Task to carry out:
Locate the word "EnvFilter" in the data below, then copy every line that holds it.

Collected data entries
use std::path::{Path, PathBuf};

use anyhow::{bail, Context, Result};
use clap::error::ErrorKind;
use clap::{CommandFactory, Parser};
use relayfs_core::{LogLevel, RelayConfig, RelayFs};
use tracing::info;
use tracing_subscriber::{layer::SubscriberExt, util::SubscriberInitExt, EnvFilter};

#[derive(Parser, Debug)]
#[command(name = "relayfs")]
#[command(about = "Relay a mounted filesystem onto an existing directory")]
#[command(version)]
struct Cli {
    /// Mount options, comma separated (ro, allow_other, auto_unmount,
    /// default_permissions, fsname=NAME; anything else is passed through)
    #[arg(short = 'o', value_name = "OPTIONS")]
    options: Vec<String>,

    /// JSON configuration file
    #[arg(long, value_name = "FILE")]
    config: Option<PathBuf>,

    /// Log level (error, warn, info, debug, trace); RUST_LOG overrides it
    #[arg(long, value_name = "LEVEL")]
    log_level: Option<LogLevel>,

    /// Existing directory to relay
    root: PathBuf,

    /// Where to mount the relay
    mountpoint: PathBuf,
}

impl Cli {
    /// Flags after `--` would otherwise be taken for paths.
    fn check_paths(&self) -> std::result::Result<(), String> {
        for path in [&self.root, &self.mountpoint] {
            if path.as_os_str().to_string_lossy().starts_with('-') {
                return Err(format!("expected a path, found option-like argument {}", path.display()));
            }
        }
        Ok(())
    }
}

/// Loads the configuration file, if any, and layers the command line on top.
fn build_config(cli: &Cli) -> Result<RelayConfig> {
    let mut config = match &cli.config {
        Some(path) => RelayConfig::load(path)
            .with_context(|| format!("failed to load configuration from {}", path.display()))?,
        None => RelayConfig::default(),
    };
    if let Some(level) = cli.log_level {
        config.log_level = level;
    }
    config.mount.apply_all(cli.options.iter().map(String::as_str));

    if let Err(problems) = config.validate() {
        bail!("invalid configuration:\n  {}", problems.join("\n  "));
    }
    Ok(config)
}

fn init_logging(level: LogLevel) {
    let filter = EnvFilter::try_from_default_env().unwrap_or_else(|_| {
        format!("relayfs={0},relayfs_core={0},relayfs_linux={0}", level).into()
    });
    tracing_subscriber::registry()
        .with(filter)
        .with(tracing_subscriber::fmt::layer())
        .init();
}

fn canonical_root(root: &Path) -> Result<PathBuf> {
    let root = root
        .canonicalize()
        .with_context(|| format!("cannot resolve root {}", root.display()))?;
    if !root.is_dir() {
        bail!("root {} is not a directory", root.display());
    }
    Ok(root)
}

#[cfg(target_os = "linux")]
fn run(relay: RelayFs, mountpoint: &Path, config: &RelayConfig) -> Result<()> {
    relayfs_linux::mount(relay, mountpoint, &config.mount)
        .with_context(|| format!("failed to mount at {}", mountpoint.display()))
}

#[cfg(not(target_os = "linux"))]
fn run(_relay: RelayFs, _mountpoint: &Path, _config: &RelayConfig) -> Result<()> {
    bail!("mounting is only supported on Linux");
}

fn main() -> Result<()> {
    let cli = Cli::parse();
    if let Err(msg) = cli.check_paths() {
        Cli::command().error(ErrorKind::InvalidValue, msg).exit();
    }

    let config = build_config(&cli)?;
    init_logging(config.log_level);

    // Creation modes are relayed as requested, not filtered by our umask.
    unsafe {
        libc::umask(0);
    }

    let root = canonical_root(&cli.root)?;
    info!("relaying {} at {}", root.display(), cli.mountpoint.display());
    let relay = RelayFs::from_config(root, &config);
    run(relay, &cli.mountpoint, &config)
}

Exercise output:
use tracing_subscriber::{layer::SubscriberExt, util::SubscriberInitExt, EnvFilter};
    let filter = EnvFilter::try_from_default_env().unwrap_or_else(|_| {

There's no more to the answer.